Annoying spelling, galling grammar, irksome words, frustrating phrases

Consider the case where someone is very concerned about an issue and is not willing to reduce his or her level of concern. Surely, that person "couldn't care less;" that person is unwilling to show less concern. The statement relies on interpretation to determine why one's level of concern cannot be reduced.
That's a neat argument, but it relies on "could" meaning "is willing to" more than (as I would argue) "is able to" in the sense of "is not being prevented from".
Which means that both of your interpretations are correct, depending on the users use of the word could.

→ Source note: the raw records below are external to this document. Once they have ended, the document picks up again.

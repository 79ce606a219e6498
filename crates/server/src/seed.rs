// Copyright (C) 2026 Fred Clausen
// Use of this source code is governed by an MIT-style
// license that can be found in the LICENSE file or at
// https://opensource.org/licenses/MIT.

//! Directory seeding from a JSON file.
//!
//! ```json
//! {
//!   "organizations": [
//!     {
//!       "name": "Acme",
//!       "persons": [
//!         { "name": "Alice", "title": "VP Sales", "department": "Sales", "seniority": "VP" }
//!       ]
//!     }
//!   ]
//! }
//! ```

use orgchart_domain::Organization;
use orgchart_persistence::{NewPerson, Persistence, PersistenceError};
use serde::Deserialize;
use std::path::Path;
use tracing::info;

/// The contents of a seed file.
#[derive(Debug, Clone, Deserialize)]
pub struct SeedFile {
    pub organizations: Vec<SeedOrganization>,
}

/// One organization in a seed file.
#[derive(Debug, Clone, Deserialize)]
pub struct SeedOrganization {
    pub name: String,
    #[serde(default)]
    pub persons: Vec<NewPerson>,
}

/// Parses seed file contents.
///
/// # Errors
///
/// Returns an error if the text is not a valid seed document.
pub fn parse_seed(text: &str) -> Result<SeedFile, serde_json::Error> {
    serde_json::from_str(text)
}

/// Writes every organization in a seed file to the directory.
///
/// # Errors
///
/// Returns an error on the first organization or person that fails to write.
pub fn apply_seed(
    persistence: &mut Persistence,
    seed: &SeedFile,
) -> Result<Vec<Organization>, PersistenceError> {
    seed.organizations
        .iter()
        .map(|org| persistence.seed_organization(&org.name, &org.persons))
        .collect()
}

/// Reads, parses and applies a seed file.
///
/// # Errors
///
/// Returns an error if the file cannot be read or parsed, or a write fails.
pub fn load_seed_file(
    persistence: &mut Persistence,
    path: &Path,
) -> Result<Vec<Organization>, Box<dyn std::error::Error>> {
    let text: String = std::fs::read_to_string(path)?;
    let seed: SeedFile = parse_seed(&text)?;
    let organizations: Vec<Organization> = apply_seed(persistence, &seed)?;

    info!(
        path = %path.display(),
        organization_count = organizations.len(),
        "Loaded seed file"
    );
    Ok(organizations)
}

#[cfg(test)]
mod tests {
    use super::*;

    #[test]
    fn test_parse_seed_with_optional_fields_missing() {
        let seed = parse_seed(
            r#"{"organizations":[{"name":"Acme","persons":[{"name":"Alice","title":"VP"}]},{"name":"Empty"}]}"#,
        )
        .unwrap();

        assert_eq!(seed.organizations.len(), 2);
        assert_eq!(seed.organizations[0].persons[0].name, "Alice");
        assert_eq!(seed.organizations[0].persons[0].seniority, None);
        assert!(seed.organizations[1].persons.is_empty());
    }

    #[test]
    fn test_apply_seed_writes_organizations_in_order() {
        let mut persistence = Persistence::new_in_memory().unwrap();
        let seed = parse_seed(
            r#"{"organizations":[
                {"name":"Acme","persons":[
                    {"name":"Alice","title":"VP Sales","department":"Sales","seniority":"VP"},
                    {"name":"Bob","title":"Director","department":"Sales","seniority":"DIRECTOR"}
                ]},
                {"name":"Globex","persons":[]}
            ]}"#,
        )
        .unwrap();

        let organizations = apply_seed(&mut persistence, &seed).unwrap();
        assert_eq!(organizations.len(), 2);
        assert_eq!(organizations[0].name, "Acme");
        assert_eq!(
            persistence.count_active_persons(organizations[0].id).unwrap(),
            2
        );
        assert_eq!(
            persistence.count_active_persons(organizations[1].id).unwrap(),
            0
        );
    }

    #[test]
    fn test_apply_seed_rejects_invalid_person() {
        let mut persistence = Persistence::new_in_memory().unwrap();
        let seed = parse_seed(r#"{"organizations":[{"name":"Acme","persons":[{"name":""}]}]}"#)
            .unwrap();

        assert!(matches!(
            apply_seed(&mut persistence, &seed),
            Err(PersistenceError::Validation(_))
        ));
    }

    #[test]
    fn test_parse_seed_rejects_malformed_json() {
        assert!(parse_seed(r#"{"organizations": "#).is_err());
    }
}
// Copyright (C) 2026 Fred Clausen
// Use of this source code is governed by an MIT-style
// license that can be found in the LICENSE file or at
// https://opensource.org/licenses/MIT.

/// Bucket name for persons without a department.
pub const GENERAL_DEPARTMENT: &str = "General";

/// Returns the department bucket key for an optional label.
///
/// The key is the trimmed label, or [`GENERAL_DEPARTMENT`] when the label is
/// absent or blank. Case is preserved: `"Sales"` and `"sales"` are distinct
/// keys.
#[must_use]
pub fn department_key(label: Option<&str>) -> &str {
    match label.map(str::trim) {
        Some(trimmed) if !trimmed.is_empty() => trimmed,
        _ => GENERAL_DEPARTMENT,
    }
}
// Copyright (C) 2026 Fred Clausen
// Use of this source code is governed by an MIT-style
// license that can be found in the LICENSE file or at
// https://opensource.org/licenses/MIT.

use orgchart_domain::DomainError;

/// Errors that can occur during persistence operations.
#[derive(Debug, Clone, PartialEq, Eq, thiserror::Error)]
pub enum PersistenceError {
    /// A database error occurred.
    #[error("Database error: {0}")]
    DatabaseError(String),
    /// Database connection failed.
    #[error("Database connection failed: {0}")]
    DatabaseConnectionFailed(String),
    /// Database migration failed.
    #[error("Migration failed: {0}")]
    MigrationFailed(String),
    /// Query execution failed.
    #[error("Query failed: {0}")]
    QueryFailed(String),
    /// Initialization error.
    #[error("Initialization error: {0}")]
    InitializationError(String),
    /// Foreign key enforcement is not enabled.
    #[error("Foreign key enforcement is not enabled")]
    ForeignKeyEnforcementNotEnabled,
    /// The requested organization does not exist.
    #[error("Organization {0} not found")]
    OrganizationNotFound(i64),
    /// The requested person does not exist or is already archived.
    #[error("Person {0} not found")]
    PersonNotFound(i64),
    /// The requested resource was not found.
    #[error("Not found: {0}")]
    NotFound(String),
    /// A stored or supplied value could not be converted.
    #[error("Serialization error: {0}")]
    SerializationError(String),
    /// A write was rejected by field validation.
    #[error(transparent)]
    Validation(#[from] DomainError),
}

impl From<diesel::result::Error> for PersistenceError {
    fn from(err: diesel::result::Error) -> Self {
        match err {
            diesel::result::Error::NotFound => Self::NotFound("Record not found".to_string()),
            _ => Self::DatabaseError(err.to_string()),
        }
    }
}

impl From<diesel::ConnectionError> for PersistenceError {
    fn from(err: diesel::ConnectionError) -> Self {
        Self::DatabaseConnectionFailed(err.to_string())
    }
}

impl From<time::error::Format> for PersistenceError {
    fn from(err: time::error::Format) -> Self {
        Self::SerializationError(err.to_string())
    }
}
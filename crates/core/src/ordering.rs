// Copyright (C) 2026 Fred Clausen
// Use of this source code is governed by an MIT-style
// license that can be found in the LICENSE file or at
// https://opensource.org/licenses/MIT.

//! The total order every later stage of the engine relies on.
//!
//! ## Ordering Rules
//!
//! Persons are ordered by:
//! 1. Seniority rank (lowest, i.e. most senior, first)
//! 2. Department key, compared case-insensitively (missing department reads as "General")
//! 3. Display name, compared case-sensitively
//! 4. Person identifier (lowest first)
//!
//! The final rule makes the order total, so the result does not depend on
//! the order in which the directory returned its rows.

use orgchart_domain::{Person, SeniorityRank};
use std::cmp::Ordering;

/// A person paired with the sort keys resolved once up front.
#[derive(Debug, Clone, Copy)]
pub struct OrderedPerson<'a> {
    /// The underlying directory record.
    pub person: &'a Person,
    /// The resolved seniority rank.
    pub rank: SeniorityRank,
    /// The department bucket key.
    pub department: &'a str,
}

impl<'a> OrderedPerson<'a> {
    /// Resolves the sort keys for a person.
    #[must_use]
    pub fn new(person: &'a Person) -> Self {
        Self {
            person,
            rank: person.rank(),
            department: person.department_key(),
        }
    }
}

/// Compares two persons under the engine's ordering rules.
///
/// Returns `Ordering::Less` if `a` sorts first (is more senior).
#[must_use]
pub fn compare_persons(a: &Person, b: &Person) -> Ordering {
    compare_ordered(&OrderedPerson::new(a), &OrderedPerson::new(b))
}

/// Sorts a directory snapshot into engine order.
#[must_use]
pub fn order_persons(persons: &[Person]) -> Vec<OrderedPerson<'_>> {
    let mut ordered: Vec<OrderedPerson<'_>> = persons.iter().map(OrderedPerson::new).collect();
    ordered.sort_by(compare_ordered);
    ordered
}

fn compare_ordered(a: &OrderedPerson<'_>, b: &OrderedPerson<'_>) -> Ordering {
    a.rank
        .cmp(&b.rank)
        .then_with(|| compare_case_insensitive(a.department, b.department))
        .then_with(|| a.person.name.cmp(&b.person.name))
        .then_with(|| a.person.id.cmp(&b.person.id))
}

fn compare_case_insensitive(a: &str, b: &str) -> Ordering {
    a.chars()
        .flat_map(char::to_lowercase)
        .cmp(b.chars().flat_map(char::to_lowercase))
}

So, in this case I could probably care less, but honestly , I couldn't care less.
The only way to 'not care less' is to be already in a situation where you don't care at all. It's not a case of prevention or willing. Basically if you don't care at all about something, you are unable to care less because you are already at the nadir of 'care'; even if you wanted to.
Maybe it's just me but I don't like the way "Thanks for that" has replaced "Thank you"
It seems to depersonalise the interaction. Thanks for the function you carried out, not thanks to you.
It seems particularly inappropriate when one has received a present.
Which means that both of your interpretations are correct, depending on the users use of the word could.

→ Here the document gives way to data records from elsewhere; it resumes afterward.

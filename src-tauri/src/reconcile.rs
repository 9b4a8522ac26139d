//! Feature reconciliation store.
//!
//! Holds the canonical extracted feature set and an optional editable
//! working copy. Edits only ever touch the working copy; `commit_edit`
//! swaps it in atomically and `cancel_edit` discards it, so the canonical
//! draft is never partially updated.

use crate::models::features::{FeatureDraft, FeatureField, ValidationError};

#[derive(Debug, Clone, PartialEq, thiserror::Error)]
pub enum EditError {
    #[error("No edit is in progress")]
    NotEditing,
    #[error("An edit is already in progress")]
    AlreadyEditing,
    #[error(transparent)]
    Invalid(#[from] ValidationError),
}

/// Canonical feature snapshot source plus edit-mode working copy.
#[derive(Debug, Default)]
pub struct FeatureStore {
    canonical: FeatureDraft,
    working: Option<FeatureDraft>,
}

impl FeatureStore {
    pub fn new() -> Self {
        Self::default()
    }

    /// The current canonical feature draft — what analysis submits.
    pub fn canonical(&self) -> &FeatureDraft {
        &self.canonical
    }

    /// The draft the UI should render: the working copy while editing,
    /// the canonical draft otherwise.
    pub fn visible(&self) -> &FeatureDraft {
        self.working.as_ref().unwrap_or(&self.canonical)
    }

    pub fn is_editing(&self) -> bool {
        self.working.is_some()
    }

    /// Replace the canonical draft wholesale (a fresh extraction arrived).
    /// Last write wins; any in-progress edit of the old draft is dropped.
    pub fn replace_canonical(&mut self, draft: FeatureDraft) {
        self.working = None;
        self.canonical = draft;
    }

    /// Snapshot the canonical draft into an editable working copy.
    pub fn begin_edit(&mut self) -> Result<(), EditError> {
        if self.working.is_some() {
            return Err(EditError::AlreadyEditing);
        }
        self.working = Some(self.canonical.clone());
        Ok(())
    }

    /// Mutate one field of the working copy. Numeric fields reject
    /// non-numeric input here, at the boundary.
    pub fn update_field(&mut self, field: FeatureField, value: &str) -> Result<(), EditError> {
        let working = self.working.as_mut().ok_or(EditError::NotEditing)?;
        working.set(field, value)?;
        Ok(())
    }

    /// Atomically replace the canonical draft with the working copy.
    pub fn commit_edit(&mut self) -> Result<(), EditError> {
        let working = self.working.take().ok_or(EditError::NotEditing)?;
        self.canonical = working;
        Ok(())
    }

    /// Discard the working copy, reverting to the canonical draft.
    pub fn cancel_edit(&mut self) -> Result<(), EditError> {
        self.working.take().ok_or(EditError::NotEditing)?;
        Ok(())
    }
}

#[cfg(test)]
mod tests {
    use super::*;
    use crate::models::features::complete_draft;

    fn store() -> FeatureStore {
        let mut store = FeatureStore::new();
        store.replace_canonical(complete_draft());
        store
    }

    #[test]
    fn cancel_after_any_edits_restores_canonical_exactly() {
        let mut store = store();
        let before = store.canonical().clone();

        store.begin_edit().unwrap();
        store.update_field(FeatureField::Age, "99").unwrap();
        store.update_field(FeatureField::Sex, "F").unwrap();
        store.update_field(FeatureField::Oldpeak, "3.5").unwrap();
        store.cancel_edit().unwrap();

        assert_eq!(store.canonical(), &before);
        assert!(!store.is_editing());
    }

    #[test]
    fn commit_is_all_or_nothing() {
        let mut store = store();
        store.begin_edit().unwrap();
        store.update_field(FeatureField::Age, "50").unwrap();

        // Canonical untouched until commit.
        assert_eq!(store.canonical().get(FeatureField::Age), Some("45"));
        assert_eq!(store.visible().get(FeatureField::Age), Some("50"));

        store.commit_edit().unwrap();
        assert_eq!(store.canonical().get(FeatureField::Age), Some("50"));
        assert!(!store.is_editing());
    }

    #[test]
    fn update_outside_edit_mode_is_rejected() {
        let mut store = store();
        assert_eq!(
            store.update_field(FeatureField::Age, "50"),
            Err(EditError::NotEditing)
        );
        assert_eq!(store.commit_edit(), Err(EditError::NotEditing));
        assert_eq!(store.cancel_edit(), Err(EditError::NotEditing));
    }

    #[test]
    fn double_begin_edit_is_rejected() {
        let mut store = store();
        store.begin_edit().unwrap();
        assert_eq!(store.begin_edit(), Err(EditError::AlreadyEditing));
    }

    #[test]
    fn numeric_rejection_leaves_working_copy_unchanged() {
        let mut store = store();
        store.begin_edit().unwrap();
        assert!(matches!(
            store.update_field(FeatureField::RestingBp, "one-forty"),
            Err(EditError::Invalid(_))
        ));
        assert_eq!(store.visible().get(FeatureField::RestingBp), Some("140"));
    }

    #[test]
    fn replace_canonical_drops_in_progress_edit() {
        let mut store = store();
        store.begin_edit().unwrap();
        store.update_field(FeatureField::Age, "50").unwrap();

        store.replace_canonical(FeatureDraft::new());
        assert!(!store.is_editing());
        assert!(store.canonical().is_empty());
    }
}
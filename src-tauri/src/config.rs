//! Application constants and backend endpoint configuration.

/// Application-level constants
pub const APP_NAME: &str = "CardioScribe";
pub const APP_VERSION: &str = env!("CARGO_PKG_VERSION");

/// Default analysis backend (local dev server).
pub const DEFAULT_BASE_URL: &str = "http://localhost:8080";

/// Per-request timeout for JSON endpoints.
pub const REQUEST_TIMEOUT_SECS: u64 = 60;

/// Timeout for the audio upload — speech-to-text and feature extraction
/// run server-side before the response comes back.
pub const UPLOAD_TIMEOUT_SECS: u64 = 180;

/// Environment variable overriding the backend base URL.
pub const BASE_URL_ENV: &str = "CARDIOSCRIBE_API_URL";

/// Default tracing filter when RUST_LOG is not set.
pub fn default_log_filter() -> String {
    "info,cardioscribe_lib=debug".to_string()
}

/// Backend base URL: env override, else the default.
pub fn base_url() -> String {
    std::env::var(BASE_URL_ENV)
        .ok()
        .filter(|v| !v.trim().is_empty())
        .unwrap_or_else(|| DEFAULT_BASE_URL.to_string())
}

Yes and no: If someone says, "I could do that," the meaning might rely on the way it was said, i.e.

I could do that (with the unenthusiastic tone of voice expressing, "but I really don't want to").​
I could do that (with the enthusiastic tone of voice reinforcing what could have been added: "and I'd really like to").​

I can think of at least two more meanings that depend on the tone, but I'm having trouble with naming those tones.
One that seems fairly common amongst 'yoof' (there's a constant parade of our youngsters playmate's in and out of our house and taking all the nice snacks) is their version of describing someone performing a salaam.

"Yeah, Mohammed was at the front of the school yard this morning, every time a teacher came in he was doing Ali-Baba's at them to try and get one back"

Personally I think it's very good, you know at once what they mean.
Actually "hone in" does make sense. Honing is the work of sharpening a knife so when you "hone in" you are working toward making you effort more effective and sharper.

ie. You have to hone in if you are going to make your argument effective.
Yes, it's an example of a mistake (it was originally "home in") that gains traction because it does makes sense. (It's actually the one I was trying to recall upthread.)